|Year : 2018 | Volume
| Issue : 3 | Page : 308-312
Prevalence of unrecognized autism spectrum disorders in epilepsy: A clinic-based study
Monica Juneja, Suchit Gupta, Abhinav Thakral
Department of Paediatrics, Maulana Azad Medical College and Associated Lok Nayak Hospital, New Delhi, India
|Date of Web Publication||7-Sep-2018|
Dr. Suchit Gupta
196, Surya Niketan, Delhi 110092
Source of Support: None, Conflict of Interest: None
| Abstract|| |
Objective: To assess prevalence of unrecognized autism spectrum disorders (ASDs) in children with epilepsy using Diagnostic and Statistical Manual IV (DSM-IV) criteria and to evaluate factors affecting it in this population. It was a cross-sectional study conducted at a teaching hospital. It included randomly selected 106 children in the age 4–12 years with epilepsy, and without any structural anomaly identifiable on computed tomography/magnetic resonance imaging. Children already diagnosed with ASD were excluded. Materials and Methods: Detailed clinical evaluation was carried out. Intelligence quotient (IQ) was assessed using Development Profile-II for all and Binet and Kulshrestha test, wherever possible. Participants were screened using Social Communication Questionnaire (SCQ). Those with SCQ score of ≥15 were evaluated for ASD using DSM-IV criteria. Childhood Autism Rating Scale was administered to assess the severity of autism. Data were analyzed with univariate and logistic regression analyses. Results: A total of nine children were screened positive, of them, eight were diagnosed with ASD using DSM-IV criteria. The prevalence of unrecognized ASD was 7.5/100. On univariate analysis, intellectual disability (P < 0.01) and young age of onset of epilepsy (P = 0.03) were significantly associated with ASD. On multivariable analysis, only intellectual disability was significantly associated with ASD (P < 0.01). There was no significant association with gender, seizure type, frequency of seizures, intractability of epilepsy, or the number of antiepileptic drugs used. Conclusion: ASDs are more prevalent in children with epilepsy than in general population. In cases with associated intellectual disability, co-occurrence of ASD is further increased. All children with epilepsy, particularly those with IQ ≤ 50, irrespective of age of onset of epilepsy, seizure type, frequency of seizures, or intractability of epilepsy, should be screened for ASD.

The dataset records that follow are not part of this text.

//! Owner Notification over Nostr
//!
//! Optional: when an owner npub is configured, the scheduler DMs the owner
//! a NIP-17 gift-wrapped copy of every swapped-token log line, routed to
//! whatever relays the owner's kind 10002 (NIP-65) relay list advertises.
//! If no relay list is found, falls back to a small default set.

use std::time::Duration;

use nostr_sdk::{Client, EventBuilder, Filter, Keys, Kind, PublicKey};

use crate::scheduler::OwnerNotifier;

const DEFAULT_RELAYS: &[&str] = &[
    "wss://relay.damus.io",
    "wss://relay.nostr.band",
    "wss://nos.lol",
];

const RELAY_LIST_TIMEOUT: Duration = Duration::from_secs(5);

#[derive(Debug, thiserror::Error)]
pub enum NostrDmError {
    #[error("invalid owner npub: {0}")]
    InvalidPubkey(String),
    #[error("relay client error: {0}")]
    Client(String),
}

pub struct NostrNotifier {
    signer: Keys,
    recipient: PublicKey,
    client: Client,
}

impl NostrNotifier {
    /// Builds a fresh signing keypair for the gift-wrap sender identity —
    /// the owner only ever sees the unwrapped rumor, not this pubkey.
    pub async fn new(owner_npub: &str) -> Result<Self, NostrDmError> {
        let recipient = PublicKey::parse(owner_npub)
            .map_err(|e| NostrDmError::InvalidPubkey(e.to_string()))?;
        let signer = Keys::generate();
        let client = Client::builder().signer(signer.clone()).build();

        for relay in DEFAULT_RELAYS {
            client
                .add_relay(*relay)
                .await
                .map_err(|e| NostrDmError::Client(e.to_string()))?;
        }
        client.connect().await;

        if let Some(relays) = discover_relays(&client, recipient).await {
            for relay in relays {
                let _ = client.add_relay(relay).await;
            }
            client.connect().await;
        }

        Ok(Self {
            signer,
            recipient,
            client,
        })
    }
}

async fn discover_relays(client: &Client, recipient: PublicKey) -> Option<Vec<String>> {
    let filter = Filter::new()
        .author(recipient)
        .kind(Kind::RelayList)
        .limit(1);

    let events = client.fetch_events(filter, RELAY_LIST_TIMEOUT).await.ok()?;
    let event = events.into_iter().next()?;

    let relays: Vec<String> = event
        .tags
        .iter()
        .filter(|tag| tag.kind() == nostr_sdk::TagKind::r())
        .filter_map(|tag| tag.content().map(|s| s.to_string()))
        .collect();

    if relays.is_empty() {
        None
    } else {
        Some(relays)
    }
}

#[async_trait::async_trait]
impl OwnerNotifier for NostrNotifier {
    async fn notify_token(&self, token: &str, amount: u64, mint: &str) {
        let content = format!("New swapped Cashu token ({amount} sat from {mint}):\n\n{token}");

        let rumor = EventBuilder::private_msg_rumor(self.recipient, content).build(self.signer.public_key());

        let gift_wrap = match EventBuilder::gift_wrap(&self.signer, &self.recipient, rumor, []).await {
            Ok(event) => event,
            Err(e) => {
                tracing::error!(target: "blossom::nostr_dm", error = %e, "failed to build gift wrap");
                return;
            }
        };

        if let Err(e) = self.client.send_event(&gift_wrap).await {
            tracing::warn!(target: "blossom::nostr_dm", error = %e, "failed to send owner DM");
        }
    }
}

#[cfg(test)]
mod tests {
    use super::*;

    #[test]
    fn invalid_npub_is_rejected() {
        let result = PublicKey::parse("not-a-valid-npub");
        assert!(result.is_err());
    }
}
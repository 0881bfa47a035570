//! API Server Module
//!
//! Builds the Axum router and owns the listen loop.

use std::sync::Arc;

use axum::routing::{get, put};
use axum::Router;
use tower_http::cors::{Any, CorsLayer};

use crate::api::handlers;
use crate::api::state::{AppState, SharedAppState};
use crate::blobstore::BlobStore;
use crate::common::BlossomError;
use crate::config::BlossomConfig;
use crate::mint_client::MintClient;
use crate::storage::sqlite::SqliteStore;
use crate::wallet::Wallet;

pub fn create_router(state: SharedAppState) -> Router {
    let cors = CorsLayer::new()
        .allow_origin(Any)
        .allow_methods(Any)
        .allow_headers(Any);

    Router::new()
        .route("/upload", put(handlers::upload).head(handlers::head_upload))
        .route("/:sha256", get(handlers::download).head(handlers::head_blob))
        .layer(cors)
        .with_state(state)
}

/// Assembles [`AppState`] from a loaded config, opening the store and
/// initializing the wallet from its seed.
pub async fn build_state(config: BlossomConfig) -> Result<SharedAppState, BlossomError> {
    std::fs::create_dir_all(&config.home_dir)?;

    let store = SqliteStore::new(config.db_path())?;
    let now = chrono::Utc::now().timestamp();
    store
        .ensure_trusted_mint(config.trusted_mint.clone(), now)
        .await?;

    let wallet = Wallet::init(
        &config.seed,
        &store,
        config.rotation_period_secs(),
        now,
    )
    .await?;

    let blobstore = BlobStore::new(config.blobs_dir())?;
    let mint_client = MintClient::new();

    Ok(Arc::new(AppState {
        wallet: Arc::new(wallet),
        store: Arc::new(store),
        blobstore: Arc::new(blobstore),
        mint_client: Arc::new(mint_client),
        config: Arc::new(config),
    }))
}

pub async fn start_server(state: SharedAppState) -> Result<(), std::io::Error> {
    let port = state.config.port;
    let app = create_router(state);
    let addr = std::net::SocketAddr::from(([0, 0, 0, 0], port));

    tracing::info!(target: "blossom::server", %addr, "listening");

    let listener = tokio::net::TcpListener::bind(addr).await?;
    axum::serve(listener, app).await
}

#[cfg(test)]
mod tests {
    use super::*;
    use axum::body::Body;
    use axum::http::{Request, StatusCode};
    use tower::ServiceExt;

    async fn test_state() -> SharedAppState {
        let store = SqliteStore::in_memory().unwrap();
        store
            .ensure_trusted_mint("https://mint.example".into(), 1_700_000_000)
            .await
            .unwrap();
        let wallet = Wallet::init(
            "abandon abandon abandon abandon abandon abandon abandon abandon abandon abandon abandon about",
            &store,
            3600,
            1_700_000_000,
        )
        .await
        .unwrap();
        let dir = std::env::temp_dir().join(format!("blossom-api-test-{:p}", &store));
        let blobstore = BlobStore::new(&dir).unwrap();

        Arc::new(AppState {
            wallet: Arc::new(wallet),
            store: Arc::new(store),
            blobstore: Arc::new(blobstore),
            mint_client: Arc::new(MintClient::new()),
            config: Arc::new(BlossomConfig {
                domain: "https://blossom.example".into(),
                seed: "test".into(),
                trusted_mint: "https://mint.example".into(),
                owner_npub: None,
                upload_cost_2mb: 1,
                download_cost_2mb: 1,
                home_dir: dir,
                rotation_period_minutes: 60,
                port: 8070,
                enable_locktime_check: false,
                enable_dleq_check: false,
                log_level: "info".into(),
            }),
        })
    }

    #[tokio::test]
    async fn head_nonexistent_blob_returns_quote_at_rate_floor() {
        let state = test_state().await;
        let app = create_router(state);

        let response = app
            .oneshot(
                Request::builder()
                    .method("HEAD")
                    .uri(format!("/{}", "a".repeat(64)))
                    .body(Body::empty())
                    .unwrap(),
            )
            .await
            .unwrap();

        assert_eq!(response.status(), StatusCode::PAYMENT_REQUIRED);
        assert!(response.headers().get("x-cashu").is_some());
    }

    #[tokio::test]
    async fn get_nonexistent_blob_is_404() {
        let state = test_state().await;
        let app = create_router(state);

        let response = app
            .oneshot(
                Request::builder()
                    .uri(format!("/{}", "b".repeat(64)))
                    .body(Body::empty())
                    .unwrap(),
            )
            .await
            .unwrap();

        assert_eq!(response.status(), StatusCode::NOT_FOUND);
    }

    #[tokio::test]
    async fn upload_without_token_returns_quote() {
        let state = test_state().await;
        let app = create_router(state);

        let response = app
            .oneshot(
                Request::builder()
                    .method("PUT")
                    .uri("/upload")
                    .body(Body::from("hello world"))
                    .unwrap(),
            )
            .await
            .unwrap();

        assert_eq!(response.status(), StatusCode::PAYMENT_REQUIRED);
        assert!(response.headers().get("x-cashu").is_some());
    }
}
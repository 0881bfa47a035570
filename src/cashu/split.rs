//! Cashu Standard Amount Split
//!
//! Splits a target amount into the minimal set of powers of two, the
//! canonical Cashu denomination scheme — each output amount is a distinct
//! bit of the target.

pub fn amount_split(amount: u64) -> Vec<u64> {
    let mut parts = Vec::new();
    let mut remaining = amount;
    let mut denomination = 1u64;
    while remaining > 0 {
        if remaining & 1 == 1 {
            parts.push(denomination);
        }
        remaining >>= 1;
        denomination <<= 1;
    }
    parts
}
//! Structured Logging
//!
//! JSON-capable structured logging built on `tracing`/`tracing-subscriber`,
//! plus a small event-category vocabulary so upload/download/rotation/swap/
//! verification activity all land in a consistent shape for log
//! aggregation.

use serde::Serialize;
use tracing::Level;
use tracing_subscriber::{
    fmt::{self, format::FmtSpan},
    layer::SubscriberExt,
    util::SubscriberInitExt,
    EnvFilter, Layer,
};

#[derive(Debug, Clone, Copy, PartialEq, Eq)]
pub enum LogLevel {
    Trace,
    Debug,
    Info,
    Warn,
    Error,
}

impl From<LogLevel> for Level {
    fn from(level: LogLevel) -> Self {
        match level {
            LogLevel::Trace => Level::TRACE,
            LogLevel::Debug => Level::DEBUG,
            LogLevel::Info => Level::INFO,
            LogLevel::Warn => Level::WARN,
            LogLevel::Error => Level::ERROR,
        }
    }
}

impl From<&str> for LogLevel {
    fn from(s: &str) -> Self {
        match s.to_lowercase().as_str() {
            "trace" => LogLevel::Trace,
            "debug" => LogLevel::Debug,
            "info" => LogLevel::Info,
            "warn" | "warning" => LogLevel::Warn,
            "error" => LogLevel::Error,
            _ => LogLevel::Info,
        }
    }
}

/// Event categories for structured logging.
#[derive(Debug, Clone, Copy, Serialize)]
#[serde(rename_all = "snake_case")]
pub enum EventCategory {
    /// HTTP request/response events
    Api,
    /// Blob upload events
    Upload,
    /// Blob download events
    Download,
    /// Pubkey rotation events
    Rotation,
    /// Mint swap events
    Swap,
    /// Proof verification events
    Verification,
    /// System events (startup, shutdown)
    System,
}

#[derive(Debug, Serialize)]
pub struct LogEvent {
    pub timestamp: String,
    pub level: String,
    pub category: EventCategory,
    pub message: String,
    #[serde(skip_serializing_if = "Option::is_none")]
    pub data: Option<serde_json::Value>,
    #[serde(skip_serializing_if = "Option::is_none")]
    pub duration_ms: Option<u64>,
    #[serde(skip_serializing_if = "Option::is_none")]
    pub error: Option<ErrorDetails>,
}

#[derive(Debug, Serialize)]
pub struct ErrorDetails {
    pub code: String,
    pub message: String,
}

impl LogEvent {
    pub fn new(level: LogLevel, category: EventCategory, message: impl Into<String>) -> Self {
        Self {
            timestamp: chrono::Utc::now().to_rfc3339(),
            level: format!("{:?}", level).to_uppercase(),
            category,
            message: message.into(),
            data: None,
            duration_ms: None,
            error: None,
        }
    }

    pub fn with_data(mut self, data: serde_json::Value) -> Self {
        self.data = Some(data);
        self
    }

    pub fn with_duration(mut self, duration_ms: u64) -> Self {
        self.duration_ms = Some(duration_ms);
        self
    }

    pub fn with_error(mut self, code: impl Into<String>, message: impl Into<String>) -> Self {
        self.error = Some(ErrorDetails {
            code: code.into(),
            message: message.into(),
        });
        self
    }

    pub fn to_json(&self) -> String {
        serde_json::to_string(self).unwrap_or_else(|_| {
            format!("{{\"error\": \"failed to serialize log\", \"message\": \"{}\"}}", self.message)
        })
    }
}

pub fn log_upload_event(sha256: &str, size: u64, amount_paid: u64, success: bool, error: Option<&str>) {
    let level = if success { LogLevel::Info } else { LogLevel::Warn };
    let mut event = LogEvent::new(level, EventCategory::Upload, "blob upload").with_data(
        serde_json::json!({ "sha256": sha256, "size": size, "amount_paid": amount_paid, "success": success }),
    );
    if let Some(err) = error {
        event = event.with_error("UPLOAD_ERROR", err);
    }
    emit(level, "blossom::upload", &event);
}

pub fn log_download_event(sha256: &str, amount_paid: u64, success: bool, error: Option<&str>) {
    let level = if success { LogLevel::Info } else { LogLevel::Warn };
    let mut event = LogEvent::new(level, EventCategory::Download, "blob download")
        .with_data(serde_json::json!({ "sha256": sha256, "amount_paid": amount_paid, "success": success }));
    if let Some(err) = error {
        event = event.with_error("DOWNLOAD_ERROR", err);
    }
    emit(level, "blossom::download", &event);
}

pub fn log_rotation_event(version: u64, expiration: i64, success: bool, error: Option<&str>) {
    let level = if success { LogLevel::Info } else { LogLevel::Error };
    let mut event = LogEvent::new(level, EventCategory::Rotation, "pubkey rotation")
        .with_data(serde_json::json!({ "version": version, "expiration": expiration, "success": success }));
    if let Some(err) = error {
        event = event.with_error("ROTATION_ERROR", err);
    }
    emit(level, "blossom::rotation", &event);
}

pub fn log_swap_event(mint: &str, proofs_in: usize, proofs_out: usize, success: bool, error: Option<&str>) {
    let level = if success { LogLevel::Info } else { LogLevel::Error };
    let mut event = LogEvent::new(level, EventCategory::Swap, "mint swap").with_data(
        serde_json::json!({ "mint": mint, "proofs_in": proofs_in, "proofs_out": proofs_out, "success": success }),
    );
    if let Some(err) = error {
        event = event.with_error("SWAP_ERROR", err);
    }
    emit(level, "blossom::swap", &event);
}

pub fn log_verification_event(mint: &str, amount: u64, success: bool, error: Option<&str>) {
    let level = if success { LogLevel::Info } else { LogLevel::Warn };
    let mut event = LogEvent::new(level, EventCategory::Verification, "proof verification")
        .with_data(serde_json::json!({ "mint": mint, "amount": amount, "success": success }));
    if let Some(err) = error {
        event = event.with_error("VERIFICATION_ERROR", err);
    }
    emit(level, "blossom::verification", &event);
}

fn emit(level: LogLevel, target: &'static str, event: &LogEvent) {
    match level {
        LogLevel::Error => tracing::error!(target: target, "{}", event.to_json()),
        LogLevel::Warn => tracing::warn!(target: target, "{}", event.to_json()),
        _ => tracing::info!(target: target, "{}", event.to_json()),
    }
}

pub fn init_logging(level: LogLevel, json_format: bool) -> Result<(), LoggingError> {
    let level_str = format!("{:?}", level).to_lowercase();
    let filter = EnvFilter::try_from_default_env()
        .unwrap_or_else(|_| EnvFilter::new(format!("blossom_cashu={level_str},tower_http={level_str},axum={level_str}")));

    if json_format {
        let subscriber = tracing_subscriber::registry().with(filter).with(
            fmt::layer()
                .json()
                .with_target(true)
                .with_thread_ids(true)
                .with_file(true)
                .with_line_number(true)
                .with_span_events(FmtSpan::CLOSE),
        );
        subscriber.try_init().map_err(|e| LoggingError::InitFailed(e.to_string()))?;
    } else {
        let subscriber = tracing_subscriber::registry().with(filter).with(
            fmt::layer()
                .pretty()
                .with_target(true)
                .with_file(true)
                .with_line_number(true)
                .with_span_events(FmtSpan::CLOSE),
        );
        subscriber.try_init().map_err(|e| LoggingError::InitFailed(e.to_string()))?;
    }

    Ok(())
}

/// Initialize logging from [`crate::config::BlossomConfig`]. JSON output is
/// always used — there's no "development" network tier to gate it on.
pub fn init_from_config(config: &crate::config::BlossomConfig) -> Result<(), LoggingError> {
    init_logging(LogLevel::from(config.log_level.as_str()), true)
}

#[derive(Debug, thiserror::Error)]
pub enum LoggingError {
    #[error("failed to initialize logging: {0}")]
    InitFailed(String),
}

#[cfg(test)]
mod tests {
    use super::*;

    #[test]
    fn log_event_serializes_with_category_and_message() {
        let event = LogEvent::new(LogLevel::Info, EventCategory::Upload, "blob upload")
            .with_data(serde_json::json!({"sha256": "abc"}))
            .with_duration(12);

        let json = event.to_json();
        assert!(json.contains("blob upload"));
        assert!(json.contains("\"upload\""));
        assert!(json.contains("12"));
    }

    #[test]
    fn log_level_parsing_defaults_to_info() {
        assert_eq!(LogLevel::from("debug"), LogLevel::Debug);
        assert_eq!(LogLevel::from("unknown"), LogLevel::Info);
    }
}
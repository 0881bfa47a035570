//! Proof and Key-Rotation Record Types
//!
//! These mirror the tables described by the data model: pubkey versions
//! (the server's rotating locking key), locked proofs (tokens accepted but
//! not yet swapped), swapped proofs (owner-spendable, awaiting local
//! bookkeeping), and the per-keyset deterministic-derivation counter.

/// One version of the server's locking pubkey.
///
/// Invariant: exactly one row has `active = true` at any time. Versions are
/// strictly monotonically increasing.
#[derive(Debug, Clone, PartialEq, Eq)]
pub struct PubkeyVersion {
    pub version: u64,
    pub expiration: i64,
    pub active: bool,
}

/// A proof accepted from a client and not yet swapped through the mint.
///
/// `secret` must deserialize to a P2PK spending condition; `c` is the
/// nullifier and must be unique across both this table and `SwappedProof`.
#[derive(Debug, Clone, PartialEq, Eq)]
pub struct LockedProof {
    pub amount: u64,
    pub keyset_id: String,
    pub secret: String,
    pub c: String,
    pub witness: Option<String>,
    pub redeemed: bool,
    pub created_at: i64,
    pub pubkey_version: u64,
    pub mint: String,
}

/// A proof produced by swapping locked proofs through the mint. Spendable
/// by the operator once logged and marked `spent`.
#[derive(Debug, Clone, PartialEq, Eq)]
pub struct SwappedProof {
    pub amount: u64,
    pub keyset_id: String,
    pub secret: String,
    pub c: String,
    pub witness: Option<String>,
    pub spent: bool,
    pub created_at: i64,
    pub mint: String,
}

/// Deterministic-derivation counter for a single mint keyset. Advances only
/// when a swap against that keyset commits, and advances by exactly the
/// number of outputs produced.
#[derive(Debug, Clone, Copy, PartialEq, Eq, Default)]
pub struct KeysetCounter {
    pub counter: u64,
}

/// A mint this server will accept tokens from.
#[derive(Debug, Clone, PartialEq, Eq)]
pub struct TrustedMint {
    pub url: String,
    pub created_at: i64,
}
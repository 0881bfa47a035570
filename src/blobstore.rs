//! Blob Filesystem Adapter
//!
//! Thin wrapper over the data directory: blobs are written once, named by
//! their hex SHA-256, and never rewritten or deleted.

use std::path::{Path, PathBuf};

use thiserror::Error;

#[derive(Debug, Error)]
pub enum BlobStoreError {
    #[error("blob io failed: {0}")]
    Io(#[from] std::io::Error),
}

#[derive(Clone)]
pub struct BlobStore {
    data_dir: PathBuf,
}

impl BlobStore {
    pub fn new<P: AsRef<Path>>(data_dir: P) -> Result<Self, BlobStoreError> {
        let data_dir = data_dir.as_ref().to_path_buf();
        std::fs::create_dir_all(&data_dir)?;
        Ok(Self { data_dir })
    }

    pub fn storage_path(&self) -> &Path {
        &self.data_dir
    }

    fn path_for(&self, sha256_hex: &str) -> PathBuf {
        self.data_dir.join(sha256_hex)
    }

    pub async fn write_blob(&self, sha256_hex: &str, bytes: Vec<u8>) -> Result<(), BlobStoreError> {
        let path = self.path_for(sha256_hex);
        tokio::fs::write(path, bytes).await?;
        Ok(())
    }

    pub async fn read_blob(&self, sha256_hex: &str) -> Result<Vec<u8>, BlobStoreError> {
        let path = self.path_for(sha256_hex);
        Ok(tokio::fs::read(path).await?)
    }
}

#[cfg(test)]
mod tests {
    use super::*;

    #[tokio::test]
    async fn writes_and_reads_back_bytes() {
        let dir = std::env::temp_dir().join(format!("blossom-cashu-test-{:p}", &0));
        let store = BlobStore::new(&dir).unwrap();

        store.write_blob("deadbeef", b"hello blob".to_vec()).await.unwrap();
        let bytes = store.read_blob("deadbeef").await.unwrap();

        assert_eq!(bytes, b"hello blob");
        std::fs::remove_dir_all(&dir).ok();
    }
}
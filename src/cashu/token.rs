//! Cashu V4 Token Encoding
//!
//! `cashuB<base64url(cbor)>`. The CBOR payload groups proofs by mint under
//! `t`, with the unit under `u`. This implementation keeps keyset id and
//! nullifier as hex strings rather than raw CBOR byte strings — a
//! deliberate subset of the full NUT-00 binary encoding, sufficient for a
//! server that only ever talks to its own configured mint.

use base64::engine::general_purpose::URL_SAFE_NO_PAD;
use base64::Engine;
use serde::{Deserialize, Serialize};
use thiserror::Error;

use super::{DleqProof, Proof, Token};

const TOKEN_PREFIX: &str = "cashuB";

#[derive(Debug, Error)]
pub enum TokenError {
    #[error("token missing the cashuB prefix")]
    MissingPrefix,
    #[error("base64 decode failed: {0}")]
    Base64(#[from] base64::DecodeError),
    #[error("cbor decode failed: {0}")]
    CborDecode(String),
    #[error("cbor encode failed: {0}")]
    CborEncode(String),
}

#[derive(Serialize, Deserialize)]
struct RawProof {
    a: u64,
    s: String,
    c: String,
    #[serde(skip_serializing_if = "Option::is_none")]
    w: Option<String>,
    i: String,
    #[serde(skip_serializing_if = "Option::is_none")]
    d_e: Option<String>,
    #[serde(skip_serializing_if = "Option::is_none")]
    d_s: Option<String>,
}

#[derive(Serialize, Deserialize)]
struct RawTokenV4 {
    m: String,
    u: String,
    t: Vec<RawProof>,
}

pub fn decode_token(encoded: &str) -> Result<Token, TokenError> {
    let body = encoded.strip_prefix(TOKEN_PREFIX).ok_or(TokenError::MissingPrefix)?;
    let cbor_bytes = URL_SAFE_NO_PAD.decode(body)?;
    let raw: RawTokenV4 = ciborium::de::from_reader(cbor_bytes.as_slice())
        .map_err(|e| TokenError::CborDecode(e.to_string()))?;

    let proofs = raw
        .t
        .into_iter()
        .map(|p| Proof {
            amount: p.a,
            keyset_id: p.i,
            secret: p.s,
            c: p.c,
            witness: p.w,
            dleq: match (p.d_e, p.d_s) {
                (Some(e), Some(s)) => Some(DleqProof { e, s }),
                _ => None,
            },
        })
        .collect();

    Ok(Token {
        mint: raw.m,
        unit: raw.u,
        proofs,
    })
}

pub fn encode_token(token: &Token) -> Result<String, TokenError> {
    let raw = RawTokenV4 {
        m: token.mint.clone(),
        u: token.unit.clone(),
        t: token
            .proofs
            .iter()
            .map(|p| RawProof {
                a: p.amount,
                s: p.secret.clone(),
                c: p.c.clone(),
                w: p.witness.clone(),
                i: p.keyset_id.clone(),
                d_e: p.dleq.as_ref().map(|d| d.e.clone()),
                d_s: p.dleq.as_ref().map(|d| d.s.clone()),
            })
            .collect(),
    };

    let mut cbor_bytes = Vec::new();
    ciborium::ser::into_writer(&raw, &mut cbor_bytes).map_err(|e| TokenError::CborEncode(e.to_string()))?;

    Ok(format!("{TOKEN_PREFIX}{}", URL_SAFE_NO_PAD.encode(cbor_bytes)))
}
//! Payment Quote Wire Type
//!
//! Sent back to clients, base64url-JSON-encoded, in the `x-cashu` response
//! header whenever a request needs payment (402) or wants to advertise the
//! price up front (`HEAD` requests).

use serde::{Deserialize, Serialize};

#[derive(Debug, Clone, Copy, PartialEq, Eq, Serialize, Deserialize)]
#[serde(rename_all = "lowercase")]
pub enum Unit {
    Sat,
}

#[derive(Debug, Clone, Serialize, Deserialize)]
pub struct PaymentQuote {
    pub amount: u64,
    pub unit: Unit,
    pub mints: Vec<String>,
    pub pubkey: String,
}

Keywords: Autism, DSM-IV, epilepsy, intellectual disability
|How to cite this article:|
Juneja M, Gupta S, Thakral A. Prevalence of unrecognized autism spectrum disorders in epilepsy: A clinic-based study. J Pediatr Neurosci 2018;13:308-12
| Introduction|| |
Autism spectrum disorders (ASDs) are complex neurodevelopmental disorders with behavioral impairments characterized by deficits in social communication skills and restrictive, repetitive behaviors, and interests. Globally, the prevalence of autism ranges from 1 to 189 per 10,000 children with a median of 62 per 10,000. Data from India are limited to a few clinic-based studies and a recent community-based survey in 1- to 10-year-old children from northwest India, which found prevalence to be 0.9 per 1000.
Autism is a neurodevelopmental disorder with many possible etiologies. Evidence suggests that both epilepsy and ASD arise from abnormal excitability and disrupted synaptic plasticity in the developing brain. This abnormal plasticity can result from genetic conditions. In addition, development of epilepsy and/or seizures during early postnatal development may alter synaptic plasticity and contribute to ASD. High frequency of autism in some of the early-onset developmental encephalopathic epilepsies is frequently cited as an evidence of the relationship between autism and epilepsy. In a prospective study of 95 children with onset of epilepsy in the first year of life, 13.7% developed ASD, particularly those with West syndrome (46%) and those whose seizures were associated with brain insults (69%). Two large prospective studies with respective sample sizes of 453 and 555 have found that approximately 4% and 5% of children with epilepsy had ASD., A retrospective study of a prevalent sample of individuals identified in a pediatric neurology clinic also found that 15% of patients met Diagnostic and Statistical Manual IV (DSM-IV) criteria for ASD. Conversely, there is an increased but variable risk of epilepsy in children with autism, with a prevalence of 5% to 38%.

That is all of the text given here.